*** Supplied records ***
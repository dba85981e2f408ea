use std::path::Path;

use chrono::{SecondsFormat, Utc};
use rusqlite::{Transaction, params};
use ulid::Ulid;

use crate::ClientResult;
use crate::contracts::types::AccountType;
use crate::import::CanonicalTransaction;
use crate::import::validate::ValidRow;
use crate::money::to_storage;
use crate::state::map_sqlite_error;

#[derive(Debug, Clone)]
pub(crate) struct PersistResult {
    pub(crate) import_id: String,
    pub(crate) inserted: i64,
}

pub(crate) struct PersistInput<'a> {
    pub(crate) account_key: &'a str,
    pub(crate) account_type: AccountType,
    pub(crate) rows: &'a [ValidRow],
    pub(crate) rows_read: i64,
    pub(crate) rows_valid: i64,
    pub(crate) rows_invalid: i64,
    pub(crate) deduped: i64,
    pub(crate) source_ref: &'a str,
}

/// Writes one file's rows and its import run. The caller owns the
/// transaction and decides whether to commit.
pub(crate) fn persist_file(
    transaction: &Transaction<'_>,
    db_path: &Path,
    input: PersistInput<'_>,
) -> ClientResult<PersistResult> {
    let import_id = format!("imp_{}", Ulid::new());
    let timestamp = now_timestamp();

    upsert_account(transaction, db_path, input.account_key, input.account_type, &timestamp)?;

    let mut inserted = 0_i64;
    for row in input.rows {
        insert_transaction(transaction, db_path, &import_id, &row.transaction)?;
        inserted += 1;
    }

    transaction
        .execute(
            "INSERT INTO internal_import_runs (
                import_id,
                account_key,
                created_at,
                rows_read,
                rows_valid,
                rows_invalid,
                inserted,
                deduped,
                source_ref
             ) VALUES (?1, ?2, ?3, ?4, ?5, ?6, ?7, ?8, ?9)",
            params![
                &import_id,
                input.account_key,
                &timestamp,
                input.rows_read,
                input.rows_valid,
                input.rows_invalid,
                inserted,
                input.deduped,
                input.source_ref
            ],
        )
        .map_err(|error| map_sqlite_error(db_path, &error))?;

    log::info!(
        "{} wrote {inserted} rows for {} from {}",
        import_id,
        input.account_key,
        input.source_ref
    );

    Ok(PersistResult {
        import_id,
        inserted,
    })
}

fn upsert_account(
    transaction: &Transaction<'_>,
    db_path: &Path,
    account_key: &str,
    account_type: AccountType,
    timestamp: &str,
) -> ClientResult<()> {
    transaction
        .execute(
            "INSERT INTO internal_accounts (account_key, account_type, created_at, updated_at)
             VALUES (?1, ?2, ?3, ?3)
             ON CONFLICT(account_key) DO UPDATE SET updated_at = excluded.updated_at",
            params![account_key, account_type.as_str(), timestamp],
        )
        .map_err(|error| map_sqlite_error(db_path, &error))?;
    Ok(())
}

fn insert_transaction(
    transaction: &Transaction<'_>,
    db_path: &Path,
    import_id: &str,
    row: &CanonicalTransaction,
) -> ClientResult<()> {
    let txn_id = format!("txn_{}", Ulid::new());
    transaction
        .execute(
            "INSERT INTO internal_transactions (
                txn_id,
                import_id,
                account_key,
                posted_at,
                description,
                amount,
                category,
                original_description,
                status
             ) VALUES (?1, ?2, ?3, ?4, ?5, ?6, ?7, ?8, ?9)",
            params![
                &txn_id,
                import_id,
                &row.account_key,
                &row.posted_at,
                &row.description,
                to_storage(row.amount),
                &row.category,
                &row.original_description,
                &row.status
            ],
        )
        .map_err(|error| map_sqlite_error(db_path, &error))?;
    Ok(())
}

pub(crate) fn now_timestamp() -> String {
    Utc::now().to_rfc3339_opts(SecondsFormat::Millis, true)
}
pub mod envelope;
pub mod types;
*** End of Supplied records ***
Go through the data and show every line where "AccountType" occurs.

use crate::contracts::types::AccountType;
    pub(crate) account_type: AccountType,
    account_type: AccountType,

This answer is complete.